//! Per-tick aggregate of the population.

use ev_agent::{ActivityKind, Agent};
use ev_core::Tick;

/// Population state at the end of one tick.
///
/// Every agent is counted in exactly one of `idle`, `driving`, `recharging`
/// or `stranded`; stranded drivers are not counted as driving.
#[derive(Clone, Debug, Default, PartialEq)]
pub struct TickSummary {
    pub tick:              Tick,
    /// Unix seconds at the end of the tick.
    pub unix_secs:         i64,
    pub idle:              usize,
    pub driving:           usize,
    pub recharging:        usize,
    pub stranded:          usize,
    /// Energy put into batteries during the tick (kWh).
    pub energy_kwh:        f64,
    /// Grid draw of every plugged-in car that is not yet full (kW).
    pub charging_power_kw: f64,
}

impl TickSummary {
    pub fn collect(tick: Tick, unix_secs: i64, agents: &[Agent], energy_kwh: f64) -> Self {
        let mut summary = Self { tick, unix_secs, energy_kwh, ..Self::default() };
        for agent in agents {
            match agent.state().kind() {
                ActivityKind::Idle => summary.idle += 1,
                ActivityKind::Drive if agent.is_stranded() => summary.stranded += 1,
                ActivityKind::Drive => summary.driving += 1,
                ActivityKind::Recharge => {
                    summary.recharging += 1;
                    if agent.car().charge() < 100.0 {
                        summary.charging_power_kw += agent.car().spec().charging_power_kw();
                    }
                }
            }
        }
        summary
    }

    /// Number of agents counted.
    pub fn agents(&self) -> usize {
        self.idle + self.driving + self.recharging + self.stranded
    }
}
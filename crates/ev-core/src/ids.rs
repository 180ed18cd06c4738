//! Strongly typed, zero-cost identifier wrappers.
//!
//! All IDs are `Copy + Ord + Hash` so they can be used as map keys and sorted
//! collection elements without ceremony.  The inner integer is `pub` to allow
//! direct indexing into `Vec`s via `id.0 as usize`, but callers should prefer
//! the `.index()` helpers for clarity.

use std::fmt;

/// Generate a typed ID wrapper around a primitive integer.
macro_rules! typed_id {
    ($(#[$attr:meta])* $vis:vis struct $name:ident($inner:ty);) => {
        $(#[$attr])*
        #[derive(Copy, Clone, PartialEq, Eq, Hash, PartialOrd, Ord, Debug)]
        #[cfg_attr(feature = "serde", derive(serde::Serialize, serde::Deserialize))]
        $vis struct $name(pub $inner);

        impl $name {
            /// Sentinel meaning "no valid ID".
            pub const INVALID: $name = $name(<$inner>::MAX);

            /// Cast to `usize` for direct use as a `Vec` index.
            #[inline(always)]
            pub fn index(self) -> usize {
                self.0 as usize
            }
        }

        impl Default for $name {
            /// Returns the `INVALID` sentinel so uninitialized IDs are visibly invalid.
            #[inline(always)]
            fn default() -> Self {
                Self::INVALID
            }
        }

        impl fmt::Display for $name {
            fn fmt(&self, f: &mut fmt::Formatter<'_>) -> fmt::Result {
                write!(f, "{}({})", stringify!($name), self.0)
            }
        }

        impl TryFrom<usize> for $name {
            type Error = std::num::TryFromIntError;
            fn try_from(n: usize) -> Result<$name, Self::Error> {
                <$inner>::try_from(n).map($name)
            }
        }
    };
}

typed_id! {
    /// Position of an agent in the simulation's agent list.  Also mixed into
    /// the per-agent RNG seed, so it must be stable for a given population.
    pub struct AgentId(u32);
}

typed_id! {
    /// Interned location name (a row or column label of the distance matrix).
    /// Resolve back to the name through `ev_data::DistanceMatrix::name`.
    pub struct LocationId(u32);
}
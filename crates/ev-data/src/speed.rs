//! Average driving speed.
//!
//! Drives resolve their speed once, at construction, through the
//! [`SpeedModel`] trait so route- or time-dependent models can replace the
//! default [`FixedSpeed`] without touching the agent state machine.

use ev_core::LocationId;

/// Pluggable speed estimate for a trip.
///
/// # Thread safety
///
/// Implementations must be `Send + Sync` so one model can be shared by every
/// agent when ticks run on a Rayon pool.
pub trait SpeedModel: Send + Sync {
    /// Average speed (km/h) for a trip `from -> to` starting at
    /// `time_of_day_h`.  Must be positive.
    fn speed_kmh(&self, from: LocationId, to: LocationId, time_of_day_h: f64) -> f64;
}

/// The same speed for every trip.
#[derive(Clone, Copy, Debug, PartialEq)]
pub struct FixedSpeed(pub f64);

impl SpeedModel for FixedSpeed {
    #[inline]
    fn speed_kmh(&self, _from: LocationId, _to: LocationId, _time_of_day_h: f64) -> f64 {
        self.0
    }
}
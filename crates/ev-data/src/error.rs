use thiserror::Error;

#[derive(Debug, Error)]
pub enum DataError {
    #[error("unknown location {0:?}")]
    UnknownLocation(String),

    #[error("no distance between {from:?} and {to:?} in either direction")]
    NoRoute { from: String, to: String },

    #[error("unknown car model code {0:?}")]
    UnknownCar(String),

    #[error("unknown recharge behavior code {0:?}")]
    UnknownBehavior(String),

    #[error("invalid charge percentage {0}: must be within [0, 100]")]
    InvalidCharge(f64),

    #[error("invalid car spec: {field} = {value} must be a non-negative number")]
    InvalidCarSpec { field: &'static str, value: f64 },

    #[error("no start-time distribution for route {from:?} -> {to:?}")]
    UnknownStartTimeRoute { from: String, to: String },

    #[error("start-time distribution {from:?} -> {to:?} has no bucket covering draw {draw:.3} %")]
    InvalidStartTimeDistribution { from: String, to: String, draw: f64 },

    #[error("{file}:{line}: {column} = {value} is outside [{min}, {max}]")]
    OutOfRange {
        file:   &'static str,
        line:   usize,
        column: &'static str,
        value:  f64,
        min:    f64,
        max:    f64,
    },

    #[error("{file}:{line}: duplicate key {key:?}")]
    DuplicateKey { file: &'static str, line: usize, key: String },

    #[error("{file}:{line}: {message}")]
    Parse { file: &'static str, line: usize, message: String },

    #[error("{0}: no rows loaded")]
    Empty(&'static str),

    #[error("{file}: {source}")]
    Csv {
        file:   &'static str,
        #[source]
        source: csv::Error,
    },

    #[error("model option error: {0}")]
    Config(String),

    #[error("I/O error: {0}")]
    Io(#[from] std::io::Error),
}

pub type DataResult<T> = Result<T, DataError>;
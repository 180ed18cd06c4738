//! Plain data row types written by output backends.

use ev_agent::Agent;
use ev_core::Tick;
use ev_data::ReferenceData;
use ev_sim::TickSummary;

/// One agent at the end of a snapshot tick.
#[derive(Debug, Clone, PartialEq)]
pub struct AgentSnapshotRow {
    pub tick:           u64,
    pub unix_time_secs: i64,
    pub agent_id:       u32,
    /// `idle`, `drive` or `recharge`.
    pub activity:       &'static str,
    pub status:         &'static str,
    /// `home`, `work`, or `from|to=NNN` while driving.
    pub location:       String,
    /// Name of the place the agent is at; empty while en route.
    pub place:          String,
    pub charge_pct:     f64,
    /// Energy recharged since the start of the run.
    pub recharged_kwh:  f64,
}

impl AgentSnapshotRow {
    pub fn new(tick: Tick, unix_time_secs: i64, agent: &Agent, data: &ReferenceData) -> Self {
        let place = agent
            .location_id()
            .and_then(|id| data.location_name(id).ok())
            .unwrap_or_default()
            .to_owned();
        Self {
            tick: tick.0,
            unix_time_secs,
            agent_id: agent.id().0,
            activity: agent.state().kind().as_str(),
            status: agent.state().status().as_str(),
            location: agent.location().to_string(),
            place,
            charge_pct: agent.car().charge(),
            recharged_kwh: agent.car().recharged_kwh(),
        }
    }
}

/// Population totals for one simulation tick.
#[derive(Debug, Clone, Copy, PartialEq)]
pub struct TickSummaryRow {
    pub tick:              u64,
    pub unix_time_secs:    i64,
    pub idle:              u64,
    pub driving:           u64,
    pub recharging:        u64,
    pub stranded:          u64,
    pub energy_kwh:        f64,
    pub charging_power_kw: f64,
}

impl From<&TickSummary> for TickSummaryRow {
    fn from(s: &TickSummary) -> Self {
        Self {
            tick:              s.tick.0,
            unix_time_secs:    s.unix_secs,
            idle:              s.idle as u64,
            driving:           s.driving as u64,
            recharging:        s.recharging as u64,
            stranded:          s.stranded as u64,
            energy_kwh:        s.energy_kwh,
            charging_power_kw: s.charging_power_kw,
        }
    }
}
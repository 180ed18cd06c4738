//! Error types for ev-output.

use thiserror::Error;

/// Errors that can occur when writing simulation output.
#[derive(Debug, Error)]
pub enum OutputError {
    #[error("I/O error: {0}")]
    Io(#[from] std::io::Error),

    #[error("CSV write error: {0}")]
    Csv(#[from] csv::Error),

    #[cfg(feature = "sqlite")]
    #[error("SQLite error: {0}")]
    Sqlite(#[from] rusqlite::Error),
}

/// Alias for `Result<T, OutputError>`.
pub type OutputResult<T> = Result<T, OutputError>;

━━━━━━━━━━━━━━━━

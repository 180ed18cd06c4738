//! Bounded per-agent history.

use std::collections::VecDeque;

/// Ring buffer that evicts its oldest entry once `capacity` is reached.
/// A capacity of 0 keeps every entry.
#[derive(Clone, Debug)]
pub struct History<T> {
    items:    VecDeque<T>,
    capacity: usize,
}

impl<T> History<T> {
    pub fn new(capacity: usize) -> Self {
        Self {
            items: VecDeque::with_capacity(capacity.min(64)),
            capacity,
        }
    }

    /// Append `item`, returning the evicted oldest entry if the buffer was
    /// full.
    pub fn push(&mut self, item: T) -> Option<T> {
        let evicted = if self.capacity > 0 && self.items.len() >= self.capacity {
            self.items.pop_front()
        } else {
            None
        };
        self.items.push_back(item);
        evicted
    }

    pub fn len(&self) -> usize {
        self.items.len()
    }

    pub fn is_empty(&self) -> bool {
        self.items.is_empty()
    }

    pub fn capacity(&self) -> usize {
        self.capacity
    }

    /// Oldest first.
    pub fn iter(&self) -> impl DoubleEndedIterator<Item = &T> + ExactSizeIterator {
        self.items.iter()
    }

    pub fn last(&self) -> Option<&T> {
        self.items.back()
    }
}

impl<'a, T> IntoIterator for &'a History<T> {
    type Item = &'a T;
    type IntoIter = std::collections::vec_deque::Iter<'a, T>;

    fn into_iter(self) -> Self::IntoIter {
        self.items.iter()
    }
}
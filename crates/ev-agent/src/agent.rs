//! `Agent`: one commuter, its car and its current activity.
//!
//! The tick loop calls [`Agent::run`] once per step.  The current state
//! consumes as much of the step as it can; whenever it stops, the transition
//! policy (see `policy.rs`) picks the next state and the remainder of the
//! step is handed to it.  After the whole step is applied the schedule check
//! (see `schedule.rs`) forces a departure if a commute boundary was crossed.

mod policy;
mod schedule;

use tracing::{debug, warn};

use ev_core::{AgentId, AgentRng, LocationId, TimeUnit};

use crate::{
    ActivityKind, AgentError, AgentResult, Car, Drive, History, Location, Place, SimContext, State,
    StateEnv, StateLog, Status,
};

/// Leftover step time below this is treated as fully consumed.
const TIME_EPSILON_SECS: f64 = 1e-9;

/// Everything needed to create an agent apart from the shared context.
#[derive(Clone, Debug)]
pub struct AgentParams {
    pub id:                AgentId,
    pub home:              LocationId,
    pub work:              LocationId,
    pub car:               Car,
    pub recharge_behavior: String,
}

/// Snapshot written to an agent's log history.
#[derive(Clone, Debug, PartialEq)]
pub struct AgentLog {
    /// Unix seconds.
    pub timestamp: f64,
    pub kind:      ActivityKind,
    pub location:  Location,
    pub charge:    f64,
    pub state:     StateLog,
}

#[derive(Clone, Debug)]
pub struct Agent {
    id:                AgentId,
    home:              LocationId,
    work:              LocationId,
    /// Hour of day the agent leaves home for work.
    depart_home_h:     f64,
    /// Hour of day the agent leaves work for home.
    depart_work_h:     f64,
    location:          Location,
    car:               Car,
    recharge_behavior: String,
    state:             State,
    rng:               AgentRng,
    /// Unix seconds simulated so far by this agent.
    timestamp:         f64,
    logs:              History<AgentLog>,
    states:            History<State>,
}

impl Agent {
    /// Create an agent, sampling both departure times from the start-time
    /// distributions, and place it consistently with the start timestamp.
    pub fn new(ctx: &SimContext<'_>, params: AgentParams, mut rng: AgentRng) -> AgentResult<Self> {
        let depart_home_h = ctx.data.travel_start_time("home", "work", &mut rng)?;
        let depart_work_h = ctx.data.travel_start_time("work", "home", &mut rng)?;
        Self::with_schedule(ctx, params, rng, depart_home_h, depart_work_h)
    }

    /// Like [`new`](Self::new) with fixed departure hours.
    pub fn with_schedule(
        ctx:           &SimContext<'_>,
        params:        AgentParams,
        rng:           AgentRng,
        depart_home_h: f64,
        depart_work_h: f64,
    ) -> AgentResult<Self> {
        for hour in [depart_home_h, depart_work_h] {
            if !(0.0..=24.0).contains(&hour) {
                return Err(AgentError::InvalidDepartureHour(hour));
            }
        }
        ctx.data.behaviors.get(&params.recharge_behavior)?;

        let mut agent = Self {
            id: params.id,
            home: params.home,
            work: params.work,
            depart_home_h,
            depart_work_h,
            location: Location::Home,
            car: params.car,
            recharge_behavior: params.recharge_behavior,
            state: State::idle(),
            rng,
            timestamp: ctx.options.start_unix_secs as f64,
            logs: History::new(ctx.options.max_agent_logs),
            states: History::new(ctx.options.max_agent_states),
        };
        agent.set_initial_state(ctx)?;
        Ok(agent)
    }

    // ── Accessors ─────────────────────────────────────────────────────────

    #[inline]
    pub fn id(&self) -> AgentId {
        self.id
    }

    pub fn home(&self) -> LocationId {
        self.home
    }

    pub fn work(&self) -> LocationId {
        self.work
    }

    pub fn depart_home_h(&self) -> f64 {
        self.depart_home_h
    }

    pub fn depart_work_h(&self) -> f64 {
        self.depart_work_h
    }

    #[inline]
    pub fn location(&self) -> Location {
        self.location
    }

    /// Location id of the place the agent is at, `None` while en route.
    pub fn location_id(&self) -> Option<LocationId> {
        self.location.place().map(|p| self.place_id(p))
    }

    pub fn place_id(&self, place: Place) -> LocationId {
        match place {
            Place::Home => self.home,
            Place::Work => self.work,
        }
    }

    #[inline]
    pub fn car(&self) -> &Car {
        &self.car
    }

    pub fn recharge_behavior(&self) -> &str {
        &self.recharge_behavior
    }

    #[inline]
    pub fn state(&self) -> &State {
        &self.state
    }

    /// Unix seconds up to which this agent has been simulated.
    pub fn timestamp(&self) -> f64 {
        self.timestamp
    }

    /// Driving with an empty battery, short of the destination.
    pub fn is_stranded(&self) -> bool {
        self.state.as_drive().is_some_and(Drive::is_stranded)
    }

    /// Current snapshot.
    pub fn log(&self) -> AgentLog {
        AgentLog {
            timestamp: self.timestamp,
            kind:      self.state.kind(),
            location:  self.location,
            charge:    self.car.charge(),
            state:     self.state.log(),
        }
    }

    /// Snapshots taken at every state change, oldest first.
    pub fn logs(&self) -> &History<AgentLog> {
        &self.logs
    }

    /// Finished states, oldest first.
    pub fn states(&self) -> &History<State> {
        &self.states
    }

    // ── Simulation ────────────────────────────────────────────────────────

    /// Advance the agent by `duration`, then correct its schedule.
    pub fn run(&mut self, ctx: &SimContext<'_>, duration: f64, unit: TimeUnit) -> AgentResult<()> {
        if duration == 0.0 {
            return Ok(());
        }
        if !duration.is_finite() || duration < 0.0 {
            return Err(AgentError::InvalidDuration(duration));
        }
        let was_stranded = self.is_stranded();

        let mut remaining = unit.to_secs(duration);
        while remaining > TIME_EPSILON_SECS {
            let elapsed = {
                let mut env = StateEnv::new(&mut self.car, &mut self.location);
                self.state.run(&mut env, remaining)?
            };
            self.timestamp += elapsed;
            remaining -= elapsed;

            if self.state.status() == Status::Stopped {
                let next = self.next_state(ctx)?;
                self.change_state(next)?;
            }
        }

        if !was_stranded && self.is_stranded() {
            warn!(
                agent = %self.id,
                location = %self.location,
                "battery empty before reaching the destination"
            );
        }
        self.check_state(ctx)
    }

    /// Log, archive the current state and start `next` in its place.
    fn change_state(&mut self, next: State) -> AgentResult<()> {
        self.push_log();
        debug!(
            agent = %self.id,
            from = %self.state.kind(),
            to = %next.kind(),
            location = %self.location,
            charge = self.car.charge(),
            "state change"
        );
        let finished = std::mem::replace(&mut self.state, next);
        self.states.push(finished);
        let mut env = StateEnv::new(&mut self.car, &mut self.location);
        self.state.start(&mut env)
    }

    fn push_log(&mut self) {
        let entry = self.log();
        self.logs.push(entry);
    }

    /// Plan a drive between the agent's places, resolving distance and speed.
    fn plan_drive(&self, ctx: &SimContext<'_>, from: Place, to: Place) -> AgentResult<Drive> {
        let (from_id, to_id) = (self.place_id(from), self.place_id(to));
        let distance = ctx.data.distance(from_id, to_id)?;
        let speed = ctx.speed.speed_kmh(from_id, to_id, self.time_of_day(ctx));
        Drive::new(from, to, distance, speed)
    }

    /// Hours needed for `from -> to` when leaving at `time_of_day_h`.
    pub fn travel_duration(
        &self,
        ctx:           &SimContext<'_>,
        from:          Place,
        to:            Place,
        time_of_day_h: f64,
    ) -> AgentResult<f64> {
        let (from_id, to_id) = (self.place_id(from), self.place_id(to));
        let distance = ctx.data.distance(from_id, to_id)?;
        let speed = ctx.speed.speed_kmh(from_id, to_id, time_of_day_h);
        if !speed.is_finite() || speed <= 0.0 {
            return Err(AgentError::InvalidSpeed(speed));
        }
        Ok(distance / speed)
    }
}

━━━━━━━━━━━━━━━━

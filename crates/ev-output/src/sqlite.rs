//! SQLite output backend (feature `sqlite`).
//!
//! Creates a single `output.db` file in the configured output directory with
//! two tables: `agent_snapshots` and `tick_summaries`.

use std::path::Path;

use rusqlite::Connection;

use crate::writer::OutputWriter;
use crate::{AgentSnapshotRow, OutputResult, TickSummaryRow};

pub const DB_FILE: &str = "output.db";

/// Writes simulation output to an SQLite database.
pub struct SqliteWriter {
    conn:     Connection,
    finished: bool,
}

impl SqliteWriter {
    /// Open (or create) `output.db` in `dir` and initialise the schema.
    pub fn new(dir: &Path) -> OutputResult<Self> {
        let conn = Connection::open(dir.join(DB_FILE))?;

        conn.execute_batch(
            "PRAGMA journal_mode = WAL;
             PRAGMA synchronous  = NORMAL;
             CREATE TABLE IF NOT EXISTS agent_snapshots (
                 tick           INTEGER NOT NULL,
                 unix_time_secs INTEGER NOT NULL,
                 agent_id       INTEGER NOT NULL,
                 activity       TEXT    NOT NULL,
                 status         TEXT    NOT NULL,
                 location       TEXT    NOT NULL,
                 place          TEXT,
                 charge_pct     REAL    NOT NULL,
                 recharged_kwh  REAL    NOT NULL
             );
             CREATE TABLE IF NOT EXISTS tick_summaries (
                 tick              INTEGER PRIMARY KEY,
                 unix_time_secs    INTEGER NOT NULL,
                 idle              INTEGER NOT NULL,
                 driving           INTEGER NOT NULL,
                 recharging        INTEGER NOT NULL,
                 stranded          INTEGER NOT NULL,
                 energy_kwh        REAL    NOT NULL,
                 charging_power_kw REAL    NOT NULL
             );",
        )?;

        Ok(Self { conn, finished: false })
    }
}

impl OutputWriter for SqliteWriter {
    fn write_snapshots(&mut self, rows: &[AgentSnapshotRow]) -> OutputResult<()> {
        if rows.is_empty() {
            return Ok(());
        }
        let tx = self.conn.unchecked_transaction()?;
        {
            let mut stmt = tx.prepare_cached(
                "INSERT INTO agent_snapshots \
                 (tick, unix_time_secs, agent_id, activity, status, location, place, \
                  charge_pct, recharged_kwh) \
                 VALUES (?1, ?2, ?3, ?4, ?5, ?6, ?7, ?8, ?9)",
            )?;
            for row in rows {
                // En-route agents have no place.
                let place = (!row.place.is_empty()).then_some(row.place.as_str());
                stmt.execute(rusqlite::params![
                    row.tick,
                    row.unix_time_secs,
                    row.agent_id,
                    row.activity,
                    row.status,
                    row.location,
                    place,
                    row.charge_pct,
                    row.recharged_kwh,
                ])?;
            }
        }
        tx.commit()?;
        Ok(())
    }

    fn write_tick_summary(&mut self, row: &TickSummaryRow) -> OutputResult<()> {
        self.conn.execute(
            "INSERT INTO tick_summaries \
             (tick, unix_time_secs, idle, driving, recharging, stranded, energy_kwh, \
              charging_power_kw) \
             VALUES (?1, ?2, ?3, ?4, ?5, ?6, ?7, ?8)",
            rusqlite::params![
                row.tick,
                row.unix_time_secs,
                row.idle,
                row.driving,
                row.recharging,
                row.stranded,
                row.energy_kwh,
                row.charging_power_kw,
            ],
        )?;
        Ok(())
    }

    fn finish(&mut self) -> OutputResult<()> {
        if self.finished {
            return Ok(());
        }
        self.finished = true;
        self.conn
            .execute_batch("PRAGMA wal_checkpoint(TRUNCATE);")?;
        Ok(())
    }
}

━━━━━━━━━━━━━━━━

*Activity*
Repeat, exactly as they stand above, the lines from the line with "of the population." to the line with "summary.recharging += 1;", both lines included.

*Exercise result*
//! Per-tick aggregate of the population.

use ev_agent::{ActivityKind, Agent};
use ev_core::Tick;

/// Population state at the end of one tick.
///
/// Every agent is counted in exactly one of `idle`, `driving`, `recharging`
/// or `stranded`; stranded drivers are not counted as driving.
#[derive(Clone, Debug, Default, PartialEq)]
pub struct TickSummary {
    pub tick:              Tick,
    /// Unix seconds at the end of the tick.
    pub unix_secs:         i64,
    pub idle:              usize,
    pub driving:           usize,
    pub recharging:        usize,
    pub stranded:          usize,
    /// Energy put into batteries during the tick (kWh).
    pub energy_kwh:        f64,
    /// Grid draw of every plugged-in car that is not yet full (kW).
    pub charging_power_kw: f64,
}

impl TickSummary {
    pub fn collect(tick: Tick, unix_secs: i64, agents: &[Agent], energy_kwh: f64) -> Self {
        let mut summary = Self { tick, unix_secs, energy_kwh, ..Self::default() };
        for agent in agents {
            match agent.state().kind() {
                ActivityKind::Idle => summary.idle += 1,
                ActivityKind::Drive if agent.is_stranded() => summary.stranded += 1,
                ActivityKind::Drive => summary.driving += 1,
                ActivityKind::Recharge => {
                    summary.recharging += 1;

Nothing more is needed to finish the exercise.